- **DATA FOR REVIEW**

------------------------------------------------

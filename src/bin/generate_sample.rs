//! Write a movie table for trying out the dashboard.
//!
//! ```text
//! generate_sample [OUT] [--rows N]                 synthetic movies
//! generate_sample [OUT] --from INPUT [--rows N]    first N records of INPUT
//! ```

use std::path::{Path, PathBuf};

use anyhow::{Context, Result};
use clap::Parser;
use serde::Serialize;

#[derive(Debug, Parser)]
#[command(
    name = "generate_sample",
    about = "Write a synthetic movie table, or the head of an existing one"
)]
struct Cli {
    /// File to write
    #[arg(default_value = "movies_sample.csv")]
    out: PathBuf,

    /// Copy records from this CSV instead of generating them
    #[arg(long, value_name = "INPUT")]
    from: Option<PathBuf>,

    /// Number of records to write
    #[arg(long, default_value_t = 5000)]
    rows: usize,
}

const GENRES: &[(u32, &str)] = &[
    (28, "Action"),
    (12, "Adventure"),
    (16, "Animation"),
    (35, "Comedy"),
    (80, "Crime"),
    (18, "Drama"),
    (14, "Fantasy"),
    (27, "Horror"),
    (10749, "Romance"),
    (878, "Science Fiction"),
    (53, "Thriller"),
];

const TITLE_WORDS: &[&str] = &[
    "Night", "River", "Last", "Silent", "Golden", "City", "Storm", "Dream", "Shadow", "Return",
    "Winter", "Empire", "Lost", "Wild", "Heart", "Road",
];

#[derive(Debug, Serialize)]
struct MovieRow {
    id: String,
    title: String,
    release_date: String,
    budget: String,
    revenue: String,
    vote_average: String,
    popularity: String,
    genres: String,
    vote_count: String,
}

/// Minimal deterministic PRNG (xoshiro256**)
struct SimpleRng {
    state: [u64; 4],
}

impl SimpleRng {
    fn new(seed: u64) -> Self {
        let mut s = [0u64; 4];
        let mut x = seed;
        for slot in &mut s {
            x = x.wrapping_mul(6364136223846793005).wrapping_add(1);
            *slot = x;
        }
        SimpleRng { state: s }
    }

    fn next_u64(&mut self) -> u64 {
        let result = (self.state[1].wrapping_mul(5))
            .rotate_left(7)
            .wrapping_mul(9);
        let t = self.state[1] << 17;
        self.state[2] ^= self.state[0];
        self.state[3] ^= self.state[1];
        self.state[1] ^= self.state[2];
        self.state[0] ^= self.state[3];
        self.state[2] ^= t;
        self.state[3] = self.state[3].rotate_left(45);
        result
    }

    fn next_f64(&mut self) -> f64 {
        (self.next_u64() >> 11) as f64 / (1u64 << 53) as f64
    }

    fn below(&mut self, n: usize) -> usize {
        (self.next_u64() % n as u64) as usize
    }

    /// Box-Muller transform for normal distribution
    fn gauss(&mut self, mean: f64, std_dev: f64) -> f64 {
        let u1 = self.next_f64().max(1e-15);
        let u2 = self.next_f64();
        let z = (-2.0 * u1.ln()).sqrt() * (2.0 * std::f64::consts::PI * u2).cos();
        mean + std_dev * z
    }
}

fn synthetic_row(id: usize, rng: &mut SimpleRng) -> MovieRow {
    let year = 1950 + rng.below(70);
    let month = 1 + rng.below(12);
    let day = 1 + rng.below(28);

    let n_genres = rng.below(4);
    let mut picked: Vec<(u32, &str)> = Vec::new();
    for _ in 0..n_genres {
        let g = GENRES[rng.below(GENRES.len())];
        if !picked.contains(&g) {
            picked.push(g);
        }
    }
    let genres = format!(
        "[{}]",
        picked
            .iter()
            .map(|(gid, name)| format!("{{'id': {gid}, 'name': '{name}'}}"))
            .collect::<Vec<_>>()
            .join(", ")
    );

    // About a third of the budgets are not recorded, as in scraped data.
    let budget = if rng.next_f64() < 0.35 {
        0.0
    } else {
        (rng.gauss(25.0, 15.0).max(0.1) * 1_000_000.0).round()
    };
    let revenue = if budget == 0.0 || rng.next_f64() < 0.2 {
        0.0
    } else {
        (budget * rng.gauss(2.5, 1.2).max(0.0)).round()
    };

    let mut row = MovieRow {
        id: id.to_string(),
        title: format!(
            "{} {}",
            TITLE_WORDS[rng.below(TITLE_WORDS.len())],
            TITLE_WORDS[rng.below(TITLE_WORDS.len())]
        ),
        release_date: format!("{year}-{month:02}-{day:02}"),
        budget: format!("{budget}"),
        revenue: format!("{revenue}"),
        vote_average: format!("{:.1}", rng.gauss(6.2, 1.2).clamp(0.0, 10.0)),
        popularity: format!("{:.6}", rng.next_f64() * 30.0),
        genres,
        vote_count: format!("{}", rng.below(3000)),
    };

    // Sprinkle in the kinds of damage real exports carry.
    match rng.below(100) {
        0 => row.id = row.release_date.clone(),
        1 => row.release_date = String::new(),
        2 => row.genres = "not valid data".to_string(),
        3 => row.budget = "/poster.jpg".to_string(),
        _ => {}
    }
    row
}

/// Copy the header and the first `rows` records of `input`.
fn head(input: &Path, out: &Path, rows: usize) -> Result<usize> {
    let mut reader = csv::ReaderBuilder::new()
        .flexible(true)
        .from_path(input)
        .with_context(|| format!("opening {}", input.display()))?;
    let mut writer = csv::WriterBuilder::new()
        .flexible(true)
        .from_path(out)
        .with_context(|| format!("creating {}", out.display()))?;

    writer.write_byte_record(reader.byte_headers().context("reading header")?)?;
    let mut written = 0;
    for record in reader.byte_records().take(rows) {
        writer.write_byte_record(&record.with_context(|| format!("record {written}"))?)?;
        written += 1;
    }
    writer.flush()?;
    Ok(written)
}

fn main() -> Result<()> {
    let Cli { out, from, rows } = Cli::parse();

    let written = match &from {
        Some(input) => head(input, &out, rows)?,
        None => {
            let mut rng = SimpleRng::new(42);
            let mut writer = csv::Writer::from_path(&out)
                .with_context(|| format!("creating {}", out.display()))?;
            for id in 1..=rows {
                writer.serialize(synthetic_row(id, &mut rng))?;
            }
            writer.flush()?;
            rows
        }
    };

    println!("'{}' created successfully with {written} rows.", out.display());
    Ok(())
}

#[cfg(test)]
mod tests {
    use super::*;

    #[test]
    fn test_cli_defaults() {
        let cli = Cli::try_parse_from(["generate_sample"]).unwrap();
        assert_eq!(cli.out, PathBuf::from("movies_sample.csv"));
        assert_eq!(cli.from, None);
        assert_eq!(cli.rows, 5000);
    }

    #[test]
    fn test_cli_options() {
        let cli =
            Cli::try_parse_from(["generate_sample", "out.csv", "--from", "full.csv", "--rows=10"])
                .unwrap();
        assert_eq!(cli.out, PathBuf::from("out.csv"));
        assert_eq!(cli.from, Some(PathBuf::from("full.csv")));
        assert_eq!(cli.rows, 10);

        let err = Cli::try_parse_from(["generate_sample", "--help"]).unwrap_err();
        assert_eq!(err.kind(), clap::error::ErrorKind::DisplayHelp);
        assert!(Cli::try_parse_from(["generate_sample", "--rows", "-3"]).is_err());
    }

    #[test]
    fn test_head_copies_first_records() {
        let dir = tempfile::tempdir().unwrap();
        let input = dir.path().join("full.csv");
        let out = dir.path().join("head.csv");
        std::fs::write(&input, "id,title\n1,a\n2,b\n3,c\n").unwrap();

        assert_eq!(head(&input, &out, 2).unwrap(), 2);
        assert_eq!(std::fs::read_to_string(&out).unwrap(), "id,title\n1,a\n2,b\n");
    }
}
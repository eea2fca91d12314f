//! Router construction.
//!
//! Every path goes to the dispatcher; middleware handles logging, security
//! headers and navigation URL rewriting.

use std::sync::Arc;

use axum::Router;
use tower::ServiceBuilder;

use crate::handlers;
use crate::middleware::{logging, rewrite, security};
use crate::state::AppState;

/// Create the application router.
pub(crate) fn create_router(state: Arc<AppState>) -> Router {
    Router::new()
        .fallback(handlers::dispatch::dispatch)
        .layer(
            ServiceBuilder::new()
                .layer(axum::middleware::from_fn(logging::log_requests))
                .layer(security::content_type_options_layer())
                .layer(axum::middleware::from_fn_with_state(
                    Arc::clone(&state),
                    rewrite::rewrite_layer,
                )),
        )
        .with_state(state)
}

------------------------------------------------

- **ACTION ITEM**
Which lines run from the one with "Router::new()" through the end of the listing above? Restate them word for word, with nothing else.

- **RESULT**
    Router::new()
        .fallback(handlers::dispatch::dispatch)
        .layer(
            ServiceBuilder::new()
                .layer(axum::middleware::from_fn(logging::log_requests))
                .layer(security::content_type_options_layer())
                .layer(axum::middleware::from_fn_with_state(
                    Arc::clone(&state),
                    rewrite::rewrite_layer,
                )),
        )
        .with_state(state)
}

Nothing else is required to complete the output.